The creative director for the ceremony was Rosa Magalhães who was known due their work in several samba schools. Amid heavy rainfall, the ceremony began with interpretive dancers representing various landmarks in the host city, with music from the Brazilian group Barbatuques, singing "Beautiful Creatures", a song from the 2014 American animated film Rio 2. Martinho da Vila then performed a rendition of the classic song "Carinhoso" by Pixinguinha. In another segment, introducing the athletes, pop singer Roberta Sá channeled Carmen Miranda, the brazilian fruit-headdress-wearing, midcentury Hollywood diva who endures as a beloved camp figure. The Parade of Flags followed shortly after a choir of 27 children, representing the states of Brazil, sang the Brazilian national anthem.
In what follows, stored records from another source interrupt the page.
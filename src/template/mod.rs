// Copyright (c) 2025 - Cowboy AI, Inc.
//! CloudFormation Template Model
//!
//! A [`Template`] is the native document of the provisioning engine: format
//! version, description, parameters, resources, outputs. Every section keeps
//! insertion order so the same declaration always serializes byte-for-byte
//! the same.
//!
//! ```rust
//! use cloud_topology::domain::ResourceType;
//! use cloud_topology::template::{Intrinsic, Resource, Template};
//!
//! let mut template = Template::new("Demo", "Example stack");
//! template
//!     .add_resource(
//!         "Vpc",
//!         Resource::new(ResourceType::Vpc).property("CidrBlock", "10.0.0.0/16"),
//!     )
//!     .unwrap();
//! template
//!     .add_resource(
//!         "Igw",
//!         Resource::new(ResourceType::InternetGateway)
//!             .property("Tags", serde_json::json!([]))
//!             .depends_on("Vpc"),
//!     )
//!     .unwrap();
//!
//! assert_eq!(template.resources_of_type(ResourceType::Vpc).len(), 1);
//! assert_eq!(Intrinsic::reference("Vpc").to_value()["Ref"], "Vpc");
//! ```

pub mod intrinsic;
pub mod logical_id;

pub use intrinsic::Intrinsic;
pub use logical_id::logical_id;

use indexmap::IndexMap;
use serde::{Deserialize, Serialize};
use serde_json::{Map, Value};

use crate::domain::{RemovalPolicy, ResourceType};
use crate::errors::{TopologyError, TopologyResult};

/// Template format version the engine accepts
pub const FORMAT_VERSION: &str = "2010-09-09";

/// One stack's template
#[derive(Debug, Clone, PartialEq, Serialize, Deserialize)]
#[serde(rename_all = "PascalCase")]
pub struct Template {
    #[serde(skip)]
    stack_name: String,
    #[serde(rename = "AWSTemplateFormatVersion")]
    format_version: String,
    #[serde(default, skip_serializing_if = "Option::is_none")]
    description: Option<String>,
    #[serde(default, skip_serializing_if = "IndexMap::is_empty")]
    parameters: IndexMap<String, Parameter>,
    resources: IndexMap<String, Resource>,
    #[serde(default, skip_serializing_if = "IndexMap::is_empty")]
    outputs: IndexMap<String, Output>,
}

impl Template {
    pub fn new(stack_name: impl Into<String>, description: impl Into<String>) -> Self {
        Self {
            stack_name: stack_name.into(),
            format_version: FORMAT_VERSION.to_string(),
            description: Some(description.into()),
            parameters: IndexMap::new(),
            resources: IndexMap::new(),
            outputs: IndexMap::new(),
        }
    }

    /// Name of the stack the template deploys
    pub fn stack_name(&self) -> &str {
        &self.stack_name
    }

    pub fn description(&self) -> Option<&str> {
        self.description.as_deref()
    }

    /// Add a resource under a fresh logical id
    pub fn add_resource(
        &mut self,
        logical_id: impl Into<String>,
        resource: Resource,
    ) -> TopologyResult<()> {
        let logical_id = logical_id.into();
        if self.resources.contains_key(&logical_id) {
            return Err(TopologyError::DuplicateLogicalId {
                stack: self.stack_name.clone(),
                logical_id,
            });
        }
        self.resources.insert(logical_id, resource);
        Ok(())
    }

    /// Add a parameter; re-adding an identical parameter is a no-op
    pub fn add_parameter(
        &mut self,
        logical_id: impl Into<String>,
        parameter: Parameter,
    ) -> TopologyResult<()> {
        let logical_id = logical_id.into();
        match self.parameters.get(&logical_id) {
            Some(existing) if existing == &parameter => Ok(()),
            Some(_) => Err(TopologyError::DuplicateLogicalId {
                stack: self.stack_name.clone(),
                logical_id,
            }),
            None => {
                self.parameters.insert(logical_id, parameter);
                Ok(())
            }
        }
    }

    pub fn add_output(&mut self, logical_id: impl Into<String>, output: Output) -> TopologyResult<()> {
        let logical_id = logical_id.into();
        if self.outputs.contains_key(&logical_id) {
            return Err(TopologyError::DuplicateLogicalId {
                stack: self.stack_name.clone(),
                logical_id,
            });
        }
        self.outputs.insert(logical_id, output);
        Ok(())
    }

    pub fn resources(&self) -> &IndexMap<String, Resource> {
        &self.resources
    }

    pub fn resource(&self, logical_id: &str) -> Option<&Resource> {
        self.resources.get(logical_id)
    }

    pub fn parameters(&self) -> &IndexMap<String, Parameter> {
        &self.parameters
    }

    pub fn outputs(&self) -> &IndexMap<String, Output> {
        &self.outputs
    }

    /// Resources of one type, in insertion order
    pub fn resources_of_type(&self, resource_type: ResourceType) -> Vec<(&str, &Resource)> {
        self.resources
            .iter()
            .filter(|(_, r)| r.resource_type() == Some(resource_type))
            .map(|(id, r)| (id.as_str(), r))
            .collect()
    }

    /// Export names this template imports, deduplicated, in first-use order
    pub fn imported_values(&self) -> Vec<String> {
        let mut names: Vec<String> = Vec::new();
        for resource in self.resources.values() {
            for name in intrinsic::imported_names(&Value::Object(resource.properties.clone())) {
                if !names.contains(&name) {
                    names.push(name);
                }
            }
        }
        names
    }

    /// Names of the values this template exports
    pub fn export_names(&self) -> Vec<String> {
        self.outputs
            .values()
            .filter_map(|o| o.export.as_ref().map(|e| e.name.clone()))
            .collect()
    }

    /// Logical ids referenced by `Ref`/`Fn::GetAtt` that are neither resources
    /// nor parameters
    pub fn dangling_references(&self) -> Vec<String> {
        let mut dangling = Vec::new();
        let values = self
            .resources
            .values()
            .map(|r| Value::Object(r.properties.clone()))
            .chain(self.outputs.values().map(|o| o.value.clone()));
        for value in values {
            for id in intrinsic::referenced_ids(&value) {
                let known = self.resources.contains_key(&id)
                    || self.parameters.contains_key(&id)
                    || id.starts_with("AWS::");
                if !known && !dangling.contains(&id) {
                    dangling.push(id);
                }
            }
        }
        for resource in self.resources.values() {
            for id in &resource.depends_on {
                if !self.resources.contains_key(id) && !dangling.contains(id) {
                    dangling.push(id.clone());
                }
            }
        }
        dangling
    }

    pub fn to_json_pretty(&self) -> TopologyResult<String> {
        Ok(serde_json::to_string_pretty(self)?)
    }
}

/// One resource declaration
#[derive(Debug, Clone, PartialEq, Serialize, Deserialize)]
#[serde(rename_all = "PascalCase")]
pub struct Resource {
    #[serde(rename = "Type")]
    type_name: String,
    #[serde(default, skip_serializing_if = "Map::is_empty")]
    properties: Map<String, Value>,
    #[serde(default, skip_serializing_if = "Vec::is_empty")]
    depends_on: Vec<String>,
    #[serde(default, skip_serializing_if = "Option::is_none")]
    update_replace_policy: Option<String>,
    #[serde(default, skip_serializing_if = "Option::is_none")]
    deletion_policy: Option<String>,
}

impl Resource {
    pub fn new(resource_type: ResourceType) -> Self {
        Self {
            type_name: resource_type.as_str().to_string(),
            properties: Map::new(),
            depends_on: Vec::new(),
            update_replace_policy: None,
            deletion_policy: None,
        }
    }

    /// Set a property
    pub fn property(mut self, key: impl Into<String>, value: impl Into<Value>) -> Self {
        self.properties.insert(key.into(), value.into());
        self
    }

    /// Add an explicit ordering dependency
    pub fn depends_on(mut self, logical_id: impl Into<String>) -> Self {
        let logical_id = logical_id.into();
        if !self.depends_on.contains(&logical_id) {
            self.depends_on.push(logical_id);
        }
        self
    }

    /// What happens on stack deletion and replacement
    pub fn removal_policy(mut self, policy: RemovalPolicy) -> Self {
        self.update_replace_policy = Some(policy.as_str().to_string());
        self.deletion_policy = Some(policy.as_str().to_string());
        self
    }

    /// Declared type, if it is one this crate knows
    pub fn resource_type(&self) -> Option<ResourceType> {
        ResourceType::from_type_name(&self.type_name)
    }

    pub fn type_name(&self) -> &str {
        &self.type_name
    }

    pub fn properties(&self) -> &Map<String, Value> {
        &self.properties
    }

    pub fn get(&self, key: &str) -> Option<&Value> {
        self.properties.get(key)
    }

    pub fn dependencies(&self) -> &[String] {
        &self.depends_on
    }

    pub fn deletion_policy(&self) -> Option<&str> {
        self.deletion_policy.as_deref()
    }
}

/// Deploy-time input
#[derive(Debug, Clone, PartialEq, Serialize, Deserialize)]
#[serde(rename_all = "PascalCase")]
pub struct Parameter {
    #[serde(rename = "Type")]
    parameter_type: String,
    #[serde(default, skip_serializing_if = "Option::is_none")]
    default: Option<Value>,
}

impl Parameter {
    pub fn new(parameter_type: impl Into<String>) -> Self {
        Self {
            parameter_type: parameter_type.into(),
            default: None,
        }
    }

    /// Image id resolved from a public SSM parameter
    pub fn ssm_image_id(parameter_name: &str) -> Self {
        Self::new("AWS::SSM::Parameter::Value<AWS::EC2::Image::Id>").with_default(parameter_name)
    }

    pub fn with_default(mut self, value: impl Into<Value>) -> Self {
        self.default = Some(value.into());
        self
    }

    pub fn parameter_type(&self) -> &str {
        &self.parameter_type
    }

    pub fn default_value(&self) -> Option<&Value> {
        self.default.as_ref()
    }
}

/// Stack output, optionally exported for other stacks
#[derive(Debug, Clone, PartialEq, Serialize, Deserialize)]
#[serde(rename_all = "PascalCase")]
pub struct Output {
    value: Value,
    #[serde(default, skip_serializing_if = "Option::is_none")]
    export: Option<Export>,
}

impl Output {
    pub fn new(value: impl Into<Value>) -> Self {
        Self {
            value: value.into(),
            export: None,
        }
    }

    pub fn exported_as(mut self, name: impl Into<String>) -> Self {
        self.export = Some(Export { name: name.into() });
        self
    }

    pub fn value(&self) -> &Value {
        &self.value
    }

    pub fn export_name(&self) -> Option<&str> {
        self.export.as_ref().map(|e| e.name.as_str())
    }
}

#[derive(Debug, Clone, PartialEq, Eq, Serialize, Deserialize)]
#[serde(rename_all = "PascalCase")]
pub struct Export {
    pub name: String,
}

#[cfg(test)]
mod tests {
    use super::*;
    use pretty_assertions::assert_eq;
    use serde_json::json;

    #[test]
    fn test_duplicate_logical_id_rejected() {
        let mut template = Template::new("Net", "test");
        template
            .add_resource("Vpc", Resource::new(ResourceType::Vpc))
            .unwrap();
        let err = template
            .add_resource("Vpc", Resource::new(ResourceType::Vpc))
            .unwrap_err();

        assert_eq!(
            err,
            TopologyError::DuplicateLogicalId {
                stack: "Net".to_string(),
                logical_id: "Vpc".to_string()
            }
        );
    }

    #[test]
    fn test_serialized_shape() {
        let mut template = Template::new("Db", "database");
        template
            .add_resource(
                "Instance",
                Resource::new(ResourceType::DbInstance)
                    .property("Engine", "mysql")
                    .removal_policy(RemovalPolicy::Snapshot),
            )
            .unwrap();
        template
            .add_output(
                "Out",
                Output::new(Intrinsic::reference("Instance")).exported_as("Db:Out"),
            )
            .unwrap();

        let value = serde_json::to_value(&template).unwrap();
        assert_eq!(
            value,
            json!({
                "AWSTemplateFormatVersion": "2010-09-09",
                "Description": "database",
                "Resources": {
                    "Instance": {
                        "Type": "AWS::RDS::DBInstance",
                        "Properties": { "Engine": "mysql" },
                        "UpdateReplacePolicy": "Snapshot",
                        "DeletionPolicy": "Snapshot"
                    }
                },
                "Outputs": {
                    "Out": {
                        "Value": { "Ref": "Instance" },
                        "Export": { "Name": "Db:Out" }
                    }
                }
            })
        );
    }

    #[test]
    fn test_resources_keep_insertion_order() {
        let mut template = Template::new("S", "order");
        for id in ["Zeta", "Alpha", "Mid"] {
            template
                .add_resource(id, Resource::new(ResourceType::Subnet))
                .unwrap();
        }
        let json = template.to_json_pretty().unwrap();
        let zeta = json.find("Zeta").unwrap();
        let alpha = json.find("Alpha").unwrap();
        let mid = json.find("Mid").unwrap();
        assert!(zeta < alpha && alpha < mid);
    }

    #[test]
    fn test_identical_parameter_is_idempotent() {
        let mut template = Template::new("S", "params");
        let param = Parameter::ssm_image_id("/aws/service/x");
        template.add_parameter("Ami", param.clone()).unwrap();
        template.add_parameter("Ami", param).unwrap();
        assert_eq!(template.parameters().len(), 1);
        assert!(template
            .add_parameter("Ami", Parameter::new("String"))
            .is_err());
    }

    #[test]
    fn test_dangling_references() {
        let mut template = Template::new("S", "refs");
        template
            .add_resource(
                "Route",
                Resource::new(ResourceType::Route)
                    .property("RouteTableId", Intrinsic::reference("Missing"))
                    .depends_on("AlsoMissing"),
            )
            .unwrap();
        assert_eq!(
            template.dangling_references(),
            vec!["Missing".to_string(), "AlsoMissing".to_string()]
        );
    }

    #[test]
    fn test_round_trip_through_json() {
        let mut template = Template::new("S", "round trip");
        template
            .add_resource(
                "Sg",
                Resource::new(ResourceType::SecurityGroup).property("GroupDescription", "web"),
            )
            .unwrap();
        let parsed: Template = serde_json::from_str(&template.to_json_pretty().unwrap()).unwrap();
        assert_eq!(parsed.resources(), template.resources());
        assert_eq!(
            parsed.resources_of_type(ResourceType::SecurityGroup)[0].0,
            "Sg"
        );
    }
}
The ceremony featured a performance of "Carry Me" by Norwegian electronic music artist Kygo and American singer-songwriter Julia Michaels, as part of a segment that launched the new Olympic Channel service launching after the Games. The games' final medal awards for the men's marathon were also presented, along with the Kenyan national anthem. The final medalists are listed below :

 Eliud Kipchoge - Gold
 Feyisa Lilesa - Silver
 Galen Rupp - Bronze

Four newly elected members of the IOC Athletes' Commission were introduced: fencer Britta Heidemann (Germany), table tennis player Ryu Seung-min (South Korea), swimmer Dániel Gyurta (Hungary) and pole vaulter Yelena Isinbayeva (Russia). Lenine then performed his song "Jack Soul Brasileiro" with slowly modified lyrics in celebration of those who volunteered during the games. The flag handover ceremony began as standard with the Greek national anthem and the Olympic anthem sung in English. Rio de Janeiro mayor Eduardo Paes handed the flag to IOC president Thomas Bach, who then handed it over to Tokyo governor Yuriko Koike. The flag was raised again in PyeongChang for the 2018 Winter Olympics on 9 February 2018 for the opening ceremony.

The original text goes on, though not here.